Marcus Miller « petit génie de Brooklyn », à dédié une chanson à l’Ile de Gorée, pour y exprimer la tristesse et le malaise qu’il à ressenti dans cette « maison », devant la porte du voyage sans retour. Mais cette chanson, disait-il, voulait aussi exprimer la capacité des hommes à transformer quelque chose d’incroyablement triste et horrible, en une chose aussi magnifique que le jazz ! Il disait que cette porte symbolise la fin du voyage pour tous ces africains qui y sont passés, esclaves emmenés de force vers les Amériques, et le début d’un autre voyage pour tous les afro-américains, dont il fait parti. Je n’avais jamais vu les choses de cette façon. Je suis donc allé me pencher sur l’histoire du jazz pour comprendre tout le sens de son propos, et je n’ai pu m’empêcher de me demander si Barack Obama avait eu le même sentiment en passant cette porte.

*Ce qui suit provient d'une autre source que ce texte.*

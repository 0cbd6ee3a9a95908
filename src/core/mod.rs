// mod.rs - Core logic module

pub mod contig;
pub mod evaluate;
pub mod explanation;
pub mod filters;
pub mod pipeline;
pub mod scores;
pub mod search;
pub mod settings;

// Re-export main types for convenience
pub use contig::Contig;
pub use evaluate::{evaluate_all, Call, ContigResult, Evaluator};
pub use explanation::{Direction, Explanation};
pub use filters::{FilterChain, LgtFilter};
pub use pipeline::{assemble_contigs, Assembly, ContigInput};
pub use scores::{GeneScores, SiteScores};
pub use search::ExplanationSearch;
pub use settings::{DisambiguateOne, DisambiguateTwo, Settings, TransferMode, WeakLoci};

L’histoire nous ramène à La Nouvelle Orléans, dans l’état américain de la Louisiane, dont je sais peu de choses sinon qu’il fut autrefois francophone et que ses maisons coloniales blanches aux hautes colonnes ornent les rues. Dans cet Etat du Sud, un événement marqua l’histoire de cette musique : l’adoption et le durcissement dans les années 1890 des lois ségrégationnistes, séparant les noirs des blancs, et interdisant aux musiciens noirs de jouer aux côtés des blancs. Les professionnels jouèrent alors dans des fanfares et orchestres noirs, comme si la musique avait une seule couleur et le passé une seule douleur… Mais Marcus Miller l’a bien dit, il est ressorti de ces périodes sombres de notre histoire, une chose positive. Le jazz à été influencé par cette histoire, de la période de l’esclavage, des champs de coton, et leurs chants de travail, à celle de l’exode rurale de ces populations noires fin 19 ème siècle, qui fera évoluer le blues et avec ça le jazz qui y tire son essence.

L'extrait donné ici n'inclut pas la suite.